■ DATA RECORDS:
impl ServiceClassifier {
    pub fn new() -> Self {
        Self {
            patterns: default_patterns(),
        }
    }

    /// Classify a service from its banner, falling back to the port map.
    /// Unparseable banners degrade to a generic label, never an error.
    pub fn classify(&self, banner: Option<&str>, port: u16) -> ServiceInfo {
        if let Some(banner) = banner {
            for pattern in &self.patterns {
                if let Some(caps) = pattern.regex.captures(banner) {
                    let product = pattern
                        .product
                        .map(String::from)
                        .or_else(|| {
                            pattern
                                .product_group
                                .and_then(|g| caps.get(g))
                                .map(|m| m.as_str().trim().to_string())
                        });
                    let version = pattern
                        .version_group
                        .and_then(|g| caps.get(g))
                        .map(|m| m.as_str().to_string());

                    debug!(
                        "Banner on port {} matched {} ({:?} {:?})",
                        port, pattern.service, product, version
                    );
                    return ServiceInfo {
                        service: pattern.service.to_string(),
                        product,
                        version,
                    };
                }
            }
        }

        match service_name_for_port(port) {
            Some(name) => ServiceInfo {
                service: name.to_string(),
                product: None,
                version: None,
            },
            None => ServiceInfo::unknown(),
        }
    }

    /// Guess the operating system from a set of banners. Pure heuristic.
    pub fn os_hint(&self, banners: &[&str]) -> Option<String> {
        for banner in banners {
            let lower = banner.to_lowercase();
            for (needle, os) in OS_HINTS {
                if lower.contains(needle) {
                    return Some((*os).to_string());
                }
            }
        }
        None
    }
}

const OS_HINTS: &[(&str, &str)] = &[
    ("ubuntu", "Ubuntu Linux"),
    ("debian", "Debian Linux"),
    ("centos", "CentOS Linux"),
    ("fedora", "Fedora Linux"),
    ("raspbian", "Raspberry Pi OS"),
    ("windows", "Windows"),
    ("microsoft-iis", "Windows"),
    ("freebsd", "FreeBSD"),
    ("openbsd", "OpenBSD"),
    ("darwin", "macOS"),
    ("synology", "Synology DSM"),
    ("routeros", "MikroTik RouterOS"),
    ("openwrt", "OpenWrt"),
];

fn default_patterns() -> Vec<BannerPattern> {
    let mut patterns = Vec::new();
    let mut push = |regex: &str,
                    service: &'static str,
                    product: Option<&'static str>,
                    product_group: Option<usize>,
                    version_group: Option<usize>| {
        if let Ok(re) = Regex::new(regex) {
            patterns.push(BannerPattern {
                regex: re,
                service,
                product,
                product_group,
                version_group,
            });
        }
    };

    // OpenSSH before generic SSH
    push(
        r"SSH-[\d.]+-OpenSSH[_-](\d+\.\d+(?:\.\d+)?[p\d]*)",
        "ssh",
        Some("OpenSSH"),
        None,
        Some(1),
    );
    push(
        r"SSH-[\d.]+-(\S+?)(?:[_-](\d+[\d.]*\S*))?\s",
        "ssh",
        None,
        Some(1),
        Some(2),
    );
    // Specific HTTP servers before the generic Server header
    push(r"nginx/(\d+\.\d+(?:\.\d+)?)", "http", Some("nginx"), None, Some(1));
    push(
        r"Apache/(\d+\.\d+(?:\.\d+)?)",
        "http",
        Some("Apache"),
        None,
        Some(1),
    );
    push(
        r"Microsoft-IIS/(\d+\.\d+)",
        "http",
        Some("Microsoft-IIS"),
        None,
        Some(1),
    );
    push(
        r"Server:\s*([^\r\n/]+?)(?:/(\d+[\d.]*\S*))?\r?\n",
        "http",
        None,
        Some(1),
        Some(2),
    );
    // FTP daemons
    push(
        r"220[- ].*?(vsftpd|ProFTPD|Pure-FTPd|FileZilla)[ _]?(\d+[\d.]*)?",
        "ftp",
        None,
        Some(1),
        Some(2),
    );
    // SMTP daemons
    push(
        r"220[- ].*?\b(Postfix|Sendmail|Exim|Exchange)\b ?(\d+[\d.]*)?",
        "smtp",
        None,
        Some(1),
        Some(2),
    );
    // MariaDB before MySQL (a MariaDB greeting contains both markers)
    push(
        r"(\d+\.\d+\.\d+)-MariaDB",
        "mysql",
        Some("MariaDB"),
        None,
        Some(1),
    );
    push(
        r"(\d+\.\d+\.\d+(?:-\S+)?).*?MySQL|MySQL.*?(\d+\.\d+\.\d+)",
        "mysql",
        Some("MySQL"),
        None,
        Some(1),
    );
    push(
        r"PostgreSQL\s*(\d+(?:\.\d+)*)",
        "postgresql",
        Some("PostgreSQL"),
        None,
        Some(1),
    );
    push(
        r"redis_version:(\d+\.\d+\.\d+)",
        "redis",
        Some("Redis"),
        None,
        Some(1),
    );

    patterns
}

/// Canonical service name for a well-known port
pub fn service_name_for_port(port: u16) -> Option<&'static str> {
    let name = match port {
        20 => "ftp-data",
        21 => "ftp",
        22 => "ssh",
        23 => "telnet",
        25 => "smtp",
        53 => "dns",
        67 | 68 => "dhcp",
        69 => "tftp",
        80 => "http",
        88 => "kerberos",
        110 => "pop3",
        111 => "rpcbind",
        123 => "ntp",
        135 => "msrpc",
        137 | 138 | 139 => "netbios",
        143 => "imap",
        161 | 162 => "snmp",
        389 => "ldap",
        443 => "https",
        445 => "microsoft-ds",
        465 => "smtps",
        515 => "printer",
        548 => "afp",
        554 => "rtsp",
        587 => "submission",
        631 => "ipp",
        993 => "imaps",
        995 => "pop3s",
        1433 => "mssql",
        1883 => "mqtt",
        2049 => "nfs",
        3000 => "http-alt",
        3306 => "mysql",
        3389 => "rdp",
        5000 => "upnp",
        5060 => "sip",
        5432 => "postgresql",
        5900..=5999 => "vnc",
        6379 => "redis",
        8000 | 8080 | 8443 | 8888 => "http-alt",
        8883 => "mqtts",
        9100 => "jetdirect",
        11211 => "memcached",
        27017 => "mongodb",
        62078 => "iphone-sync",
        _ => return None,
    };
    Some(name)
}

/// Device-type rule table, evaluated in priority order; a rule matches when
/// any of its ports is open. First match wins.
const DEVICE_RULES: &[(&[u16], DeviceType)] = &[
    (&[53, 67, 68], DeviceType::Router),
    (&[3306, 5432, 1433, 27017], DeviceType::Server),
    (&[631, 9100], DeviceType::Printer),
    (&[1883, 8883], DeviceType::Iot),
    (&[139, 445, 548], DeviceType::Computer),
];

/// Classify a device from its open-port set. Pure: same ports, same answer.
pub fn classify_device_type(open_ports: &[u16]) -> DeviceType {
    for (rule_ports, device_type) in DEVICE_RULES {
        if rule_ports.iter().any(|p| open_ports.contains(p)) {
            return *device_type;
        }
    }
    DeviceType::Unknown
}

/// Refine an Unknown classification using the manufacturer: phone and tablet
/// vendors rarely expose rule-table ports at all.
pub fn refine_with_manufacturer(base: DeviceType, manufacturer: Option<&str>) -> DeviceType {
    if base != DeviceType::Unknown {
        return base;
    }
    match manufacturer {
        Some(vendor) if MOBILE_VENDORS.iter().any(|m| vendor.contains(m)) => DeviceType::Mobile,
        _ => base,
    }
}

const MOBILE_VENDORS: &[&str] = &["Apple", "Samsung", "Google", "Xiaomi", "OnePlus", "Huawei"];

/// OUI prefix (first three octets) to manufacturer
const OUI_TABLE: &[(&str, &str)] = &[
    ("00:03:93", "Apple"),
    ("3C:22:FB", "Apple"),
    ("A8:5C:2C", "Apple"),
    ("F0:18:98", "Apple"),
    ("00:12:FB", "Samsung"),
    ("8C:71:F8", "Samsung"),
    ("F4:F5:D8", "Google"),
    ("3C:28:6D", "Google"),
    ("64:16:66", "Amazon"),
    ("FC:65:DE", "Amazon"),
    ("B8:27:EB", "Raspberry Pi Foundation"),
    ("DC:A6:32", "Raspberry Pi Foundation"),
    ("E4:5F:01", "Raspberry Pi Foundation"),
    ("00:11:32", "Synology"),
    ("00:09:0F", "Fortinet"),
    ("00:1D:AA", "Cisco"),
    ("58:97:1E", "Cisco"),
    ("74:AC:B9", "Ubiquiti"),
    ("FC:EC:DA", "Ubiquiti"),
    ("18:E8:29", "Ubiquiti"),
    ("50:C7:BF", "TP-Link"),
    ("A4:2B:B0", "TP-Link"),
    ("C0:56:27", "Belkin"),
    ("20:E5:2A", "Netgear"),
    ("A0:40:A0", "Netgear"),
    ("00:1F:33", "Netgear"),
    ("AC:22:0B", "Asus"),
    ("00:24:D7", "Intel"),
    ("3C:97:0E", "Intel"),
    ("00:14:22", "Dell"),
    ("18:66:DA", "Dell"),
    ("00:1B:78", "Hewlett Packard"),
    ("94:57:A5", "Hewlett Packard"),
    ("00:80:92", "Brother"),
    ("00:1E:8F", "Canon"),
    ("00:26:AB", "Seiko Epson"),
    ("EC:1A:59", "Belkin"),
    ("44:65:0D", "Amazon"),
    ("68:54:FD", "Amazon"),
    ("D0:73:D5", "LIFX"),
    ("B0:4E:26", "TP-Link"),
    ("00:17:88", "Philips Hue"),
    ("EC:B5:FA", "Philips Hue"),
];

/// Manufacturer for a MAC address, from the OUI prefix
pub fn manufacturer_for_mac(mac: &str) -> Option<&'static str> {
    let normalized = mac.trim().replace('-', ":").to_uppercase();
    let prefix = normalized.get(..8)?;
    OUI_TABLE
        .iter()
        .find(|(oui, _)| *oui == prefix)
        .map(|(_, vendor)| *vendor)
}

/// Reverse-DNS style hostname guess from manufacturer and IP, used when no
/// real hostname is known. Purely cosmetic for reports.
pub fn placeholder_hostname(manufacturer: Option<&str>, ip: Ipv4Addr) -> String {
    match manufacturer {
        Some(vendor) => format!(
            "{}-{}",
            vendor.to_lowercase().replace(' ', "-"),
            ip.octets()[3]
        ),
        None => format!("device-{}", ip.octets()[3]),
    }
}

■ INSTRUCTIONS FOR THE TASK: Of the lines in the data, report each one containing the string "Hewlett".

■ REPLY:
    ("00:1B:78", "Hewlett Packard"),
    ("94:57:A5", "Hewlett Packard"),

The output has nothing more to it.